Grouping markers are used to indicate editorial interventions in text; the Leiden conventions (7.1.1.2, Example) are a very formalised equivalent of the less granular conventions expressed by grouping markers. Editorial interventions are not here treated as a distinct semantic function.
7.2.2. Bracket
7.2.2.1. Range of semantic functions
Brackets can be used to insert explanatory material, instead of parentheses. Typically the brackets represent an editorial intervention, rather than the authorial voice.
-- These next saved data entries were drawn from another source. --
/// Sandbox context: best-effort capability hardening
///
/// Before any snippet runs, the ambient capability surface of its scope is
/// minimized by removing a deny-list of bindings. Removal is best-effort:
/// a locked binding fails silently per name and never aborts hardening of
/// the rest. Hardening is a one-time, idempotent setup step per execution
/// unit; the strict-policy pass alone may be re-applied per request.
use std::collections::BTreeSet;

use crate::sandbox::scope::Scope;

/// Baseline deny-list, grouped by the capability family it cuts off:
/// network fetch (proxy bindings), crypto/agent sockets, cross-context
/// messaging (session bus), storage (XDG dirs), session/navigation
/// (display bindings), and code import (dynamic loader hooks).
pub const BASELINE_DENYLIST: &[&str] = &[
    "http_proxy",
    "https_proxy",
    "HTTP_PROXY",
    "HTTPS_PROXY",
    "ALL_PROXY",
    "NO_PROXY",
    "SSH_AUTH_SOCK",
    "SSH_AGENT_PID",
    "GPG_AGENT_INFO",
    "DBUS_SESSION_BUS_ADDRESS",
    "DBUS_SYSTEM_BUS_ADDRESS",
    "XDG_RUNTIME_DIR",
    "XDG_DATA_HOME",
    "XDG_CACHE_HOME",
    "XDG_STATE_HOME",
    "DISPLAY",
    "WAYLAND_DISPLAY",
    "XAUTHORITY",
    "LD_PRELOAD",
    "LD_LIBRARY_PATH",
    "LD_AUDIT",
];

/// Marker that makes a policy descriptor maximally restrictive.
const STRICT_POLICY_MARKER: &str = "default-src 'none'";

/// Bindings forced off under a strict policy regardless of the configured
/// deny-list: the code-import hook and the network-fetch proxy.
const STRICT_FORCED: &[&str] = &["LD_PRELOAD", "http_proxy"];

/// What a hardening pass actually managed to do.
#[derive(Clone, Debug, Default, PartialEq, Eq)]
pub struct HardeningReport {
    pub removed: usize,
    /// Names whose removal failed (locked bindings). Swallowed, recorded
    /// only for diagnostics.
    pub skipped: Vec<String>,
}

#[derive(Clone, Debug)]
pub struct SandboxContext {
    denylist: BTreeSet<String>,
    hardened: bool,
}

impl SandboxContext {
    /// Merge the baseline deny-list with caller-supplied extra names.
    /// The union is order-independent and deterministic.
    pub fn new<I, S>(extra_denied: I) -> Self
    where
        I: IntoIterator<Item = S>,
        S: Into<String>,
    {
        let mut denylist: BTreeSet<String> =
            BASELINE_DENYLIST.iter().map(|s| (*s).to_string()).collect();
        denylist.extend(extra_denied.into_iter().map(Into::into));
        Self {
            denylist,
            hardened: false,
        }
    }

    pub fn denylist(&self) -> impl Iterator<Item = &str> {
        self.denylist.iter().map(String::as_str)
    }

    pub fn is_hardened(&self) -> bool {
        self.hardened
    }

    /// Remove every denied binding from the scope, then apply the policy
    /// pass. The full sweep runs once per context lifetime; repeat calls
    /// only re-apply the policy pass.
    pub fn harden(&mut self, scope: &mut Scope, policy: Option<&str>) -> HardeningReport {
        let mut report = HardeningReport::default();
        if !self.hardened {
            for name in &self.denylist {
                match scope.remove(name) {
                    Ok(()) => report.removed += 1,
                    Err(_) => {
                        log::debug!("hardening skipped locked binding '{name}'");
                        report.skipped.push(name.clone());
                    }
                }
            }
            self.hardened = true;
        }
        self.apply_policy(scope, policy, &mut report);
        report
    }

    /// Strict-policy pass, safe to re-apply on every request.
    fn apply_policy(&self, scope: &mut Scope, policy: Option<&str>, report: &mut HardeningReport) {
        let strict = policy
            .map(|p| p.contains(STRICT_POLICY_MARKER))
            .unwrap_or(false);
        if !strict {
            return;
        }
        for name in STRICT_FORCED {
            match scope.remove(name) {
                Ok(()) => {}
                Err(_) => {
                    log::debug!("strict policy could not drop locked binding '{name}'");
                    report.skipped.push((*name).to_string());
                }
            }
        }
    }
}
EXAMPLE 1 — Use of brackets to indicate editorial change of a text’s case
[m]y cause is just
EXAMPLE 2 — Use of brackets to indicate an editorial explanatory interpolation
I appreciate it [the honor], but I must refuse
EXAMPLE 3 — Use of brackets to interpolate the original language word in a translation
He is trained in the way of the open hand [karate].
7.2.2.2. Punctuation mark in scripts, languages, and locales
Latin, Cyrillic: LEFT SQUARE BRACKET <[> (U+005B), RIGHT SQUARE BRACKET <]> (U+005D)
CJK: FULLWIDTH RIGHT SQUARE BRACKET <[> (U+FF3B), FULLWIDTH RIGHT SQUARE BRACKET <]> (U+FF3D)
7.2.3. Brace
7.2.3.1. Range of semantic functions
The main use of braces in English normal text is to indicate editorial additions and interpolations. They are overwhelmingly used in formal notation systems instead.
7.2.3.2. Punctuation mark in scripts, languages, and locales
Latin, Cyrillic: LEFT CURLY BRACKET <{> (U+007B), RIGHT CURLY BRACKET <}> (U+007D)
CJK: FULLWIDTH RIGHT CURLY BRACKET <{ > (U+FF5B), FULLWIDTH RIGHT CURLY BRACKET <}> (U+FF5D)
7.2.4. Angle bracket
7.2.4.1. Range of semantic functions
Angle brackets have limited use to indicate editorial interpolation, or to indicate that a text was thought by a character instead of spoken. They are overwhelmingly used in formal notation systems instead.
7.2.4.2. Punctuation mark in scripts, languages, and locales
Latin, Cyrillic: Good typography expects MATHEMATICAL LEFT ANGLE BRACKET <⟨> (U+27E8), MATHEMATICAL RIGHT ANGLE BRACKET < ⟩ > (U+27E9) for mathematical and normal text usage. In informal usage, and in many formal notation schemes such as computer programming, LESS-THAN SIGN <<> (U+003C) and GREATER-THAN SIGN <>> (U+003E) are used instead.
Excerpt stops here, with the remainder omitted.